## WORK REQUIRED
Whenever a line below mentions the word "DomainError", that line should be copied.

[Opening TASK INPUT section]

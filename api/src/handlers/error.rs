use actix_web::{http::StatusCode, HttpResponse};
use serde_json::json;
use tracing::error;

use sg_core::{AuthError, DomainError, GateRejection};

use super::response::{error_envelope, respond};

const INTERNAL: &str = "internal server error";

/// Convert a session-service error into an enveloped response
pub fn handle_domain_error(err: &DomainError) -> HttpResponse {
    match err {
        DomainError::Auth(auth) => handle_auth_error(auth),
        DomainError::Validation { message } => {
            error_envelope(StatusCode::BAD_REQUEST, "", vec![message.clone()])
        }
        DomainError::NotFound { resource } => error_envelope(
            StatusCode::NOT_FOUND,
            "",
            vec![format!("{} not found", resource)],
        ),
        DomainError::Store { .. } | DomainError::Internal { .. } | DomainError::Token(_) => {
            error!(error = %err, "request failed");
            error_envelope(StatusCode::INTERNAL_SERVER_ERROR, "", vec![INTERNAL.to_string()])
        }
    }
}

fn handle_auth_error(err: &AuthError) -> HttpResponse {
    let status = match err {
        // Only login produces these
        AuthError::UserNotFound | AuthError::InvalidCredentials => StatusCode::UNAUTHORIZED,
        AuthError::UserInactive
        | AuthError::MissingRefreshToken
        | AuthError::AlreadyInUse { .. } => StatusCode::BAD_REQUEST,
        AuthError::AccessRevocationFailed | AuthError::RefreshRevocationFailed => {
            return error_envelope(
                StatusCode::INTERNAL_SERVER_ERROR,
                "logout failed",
                vec![err.to_string()],
            );
        }
    };
    error_envelope(status, "", vec![err.to_string()])
}

/// Convert a gate rejection into the response that ends the request
pub fn handle_rejection(rejection: &GateRejection) -> HttpResponse {
    match rejection {
        GateRejection::AccessTokenRenewed { access_token } => respond(
            StatusCode::UNAUTHORIZED,
            "new access token generated",
            Some(json!({ "access_token": access_token })),
            vec![rejection.message()],
        ),
        GateRejection::Unauthorized | GateRejection::RefreshTokenInvalid => {
            error_envelope(StatusCode::UNAUTHORIZED, "", vec![rejection.message()])
        }
        GateRejection::UserNotFound => {
            error_envelope(StatusCode::NOT_FOUND, "", vec![rejection.message()])
        }
        GateRejection::UserInactive => {
            error_envelope(StatusCode::BAD_REQUEST, "", vec![rejection.message()])
        }
        GateRejection::Internal => error_envelope(
            StatusCode::INTERNAL_SERVER_ERROR,
            "",
            vec![rejection.message()],
        ),
    }
}
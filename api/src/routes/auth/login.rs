use actix_web::{http::StatusCode, web, HttpResponse};
use validator::Validate;

use sg_core::{RevocationStore, UserDirectory};

use crate::app::AppState;
use crate::dto::auth::{validation_messages, LoginRequest, LoginResponse};
use crate::handlers::{envelope, error_envelope, handle_domain_error};

/// Handler for POST /api/v1/auth/login
///
/// # Response
///
/// ## Success (200 OK)
/// ```json
/// {
///     "message": "login successful",
///     "data": { "user": { ... }, "access_token": "...", "refresh_token": "..." },
///     "errors": [],
///     "status": "OK"
/// }
/// ```
///
/// ## Errors
/// - 400 Bad Request: missing fields, or the account is inactive
/// - 401 Unauthorized: unknown username or wrong password
pub async fn login<R, U>(
    state: web::Data<AppState<R, U>>,
    request: web::Json<LoginRequest>,
) -> HttpResponse
where
    R: RevocationStore + ?Sized + 'static,
    U: UserDirectory + ?Sized + 'static,
{
    if let Err(errors) = request.validate() {
        return error_envelope(StatusCode::BAD_REQUEST, "", validation_messages(&errors));
    }

    match state.sessions.login(&request.username, &request.password).await {
        Ok(outcome) => {
            let data = LoginResponse {
                user: outcome.user,
                access_token: outcome.tokens.access_token,
                refresh_token: outcome.tokens.refresh_token,
            };
            envelope(StatusCode::OK, "login successful", Some(data))
        }
        Err(error) => handle_domain_error(&error),
    }
}
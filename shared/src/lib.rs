//! Shared configuration and common types for SessionGate
//!
//! This crate provides functionality used across all server modules:
//! - Configuration types loaded once at startup
//! - The JSON response envelope returned by every endpoint

pub mod config;
pub mod types;

// Re-export commonly used items at crate root
pub use config::{
    AppConfig, CacheConfig, CleanupConfig, DatabaseConfig, Environment, JwtConfig,
    LogFormat, LoggingConfig, RevocationBackend, RevocationConfig, ServerConfig,
};
pub use types::{ApiResponse, HealthResponse, HealthStatus};
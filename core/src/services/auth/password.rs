//! Password hashing seam

use crate::errors::DomainError;

/// One-way password hashing
///
/// Implemented in the infrastructure layer (bcrypt); tests use a
/// transparent fake.
pub trait PasswordHasher: Send + Sync {
    /// Hash a plain-text password for storage
    fn hash(&self, password: &str) -> Result<String, DomainError>;

    /// Check a plain-text password against a stored hash
    ///
    /// # Returns
    /// * `Ok(false)` - The password does not match
    /// * `Err(DomainError)` - The stored hash is unreadable
    fn verify(&self, password: &str, hash: &str) -> Result<bool, DomainError>;
}
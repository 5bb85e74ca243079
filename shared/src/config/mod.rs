//! Configuration module with concern-specific sub-modules
//!
//! - `auth` - token signing secret and lifetimes
//! - `cache` - Redis connection settings
//! - `database` - MySQL connection pool settings
//! - `environment` - environment detection and logging configuration
//! - `revocation` - revocation store backend and cleanup policy
//! - `server` - HTTP bind address and payload limits

pub mod auth;
pub mod cache;
pub mod database;
pub mod environment;
pub mod revocation;
pub mod server;

use serde::{Deserialize, Serialize};

pub use auth::JwtConfig;
pub use cache::CacheConfig;
pub use database::DatabaseConfig;
pub use environment::{Environment, LogFormat, LoggingConfig};
pub use revocation::{CleanupConfig, RevocationBackend, RevocationConfig};
pub use server::ServerConfig;

/// Complete application configuration combining all sub-configurations
///
/// Built once at process start and handed to the services by reference or
/// inside an `Arc`. Nothing in the request path reads the environment.
#[derive(Debug, Clone, Deserialize, Serialize)]
pub struct AppConfig {
    /// Environment configuration
    pub environment: Environment,

    /// Server configuration
    pub server: ServerConfig,

    /// Database configuration
    pub database: DatabaseConfig,

    /// Redis configuration
    pub cache: CacheConfig,

    /// Token signing configuration
    pub jwt: JwtConfig,

    /// Revocation store configuration
    pub revocation: RevocationConfig,

    /// Logging configuration
    #[serde(default)]
    pub logging: LoggingConfig,
}

impl Default for AppConfig {
    fn default() -> Self {
        let env = Environment::default();
        Self {
            environment: env,
            server: ServerConfig::default(),
            database: DatabaseConfig::default(),
            cache: CacheConfig::default(),
            jwt: JwtConfig::default(),
            revocation: RevocationConfig::default(),
            logging: LoggingConfig::for_environment(env),
        }
    }
}

impl AppConfig {
    /// Load configuration from environment variables
    ///
    /// Values that are not set fall back to the defaults of the detected
    /// environment.
    pub fn from_env() -> Self {
        let environment = Environment::from_env();
        let mut logging = LoggingConfig::for_environment(environment);
        if let Ok(level) = std::env::var("LOG_LEVEL") {
            logging.level = level;
        }

        Self {
            environment,
            server: ServerConfig::from_env(),
            database: DatabaseConfig::from_env(),
            cache: CacheConfig::from_env(),
            jwt: JwtConfig::from_env(),
            revocation: RevocationConfig::from_env(),
            logging,
        }
    }

    /// Reject configurations that must never reach production
    pub fn validate(&self) -> Result<(), String> {
        if self.environment.is_production() && self.jwt.is_using_default_secret() {
            return Err("JWT_SECRET must be set in production".to_string());
        }
        if self.jwt.access_token_expiry <= 0 || self.jwt.refresh_token_expiry <= 0 {
            return Err("token lifetimes must be positive".to_string());
        }
        if self.environment.is_production() && self.revocation.backend == RevocationBackend::Memory {
            return Err("the in-memory revocation store cannot be used in production".to_string());
        }
        Ok(())
    }
}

[Closing TASK INPUT section]

## RESPONSE TO THE EXERCISE
use sg_core::{AuthError, DomainError, GateRejection};
pub fn handle_domain_error(err: &DomainError) -> HttpResponse {
        DomainError::Auth(auth) => handle_auth_error(auth),
        DomainError::Validation { message } => {
        DomainError::NotFound { resource } => error_envelope(
        DomainError::Store { .. } | DomainError::Internal { .. } | DomainError::Token(_) => {
use crate::errors::DomainError;
    fn hash(&self, password: &str) -> Result<String, DomainError>;
    /// * `Err(DomainError)` - The stored hash is unreadable
    fn verify(&self, password: &str, hash: &str) -> Result<bool, DomainError>;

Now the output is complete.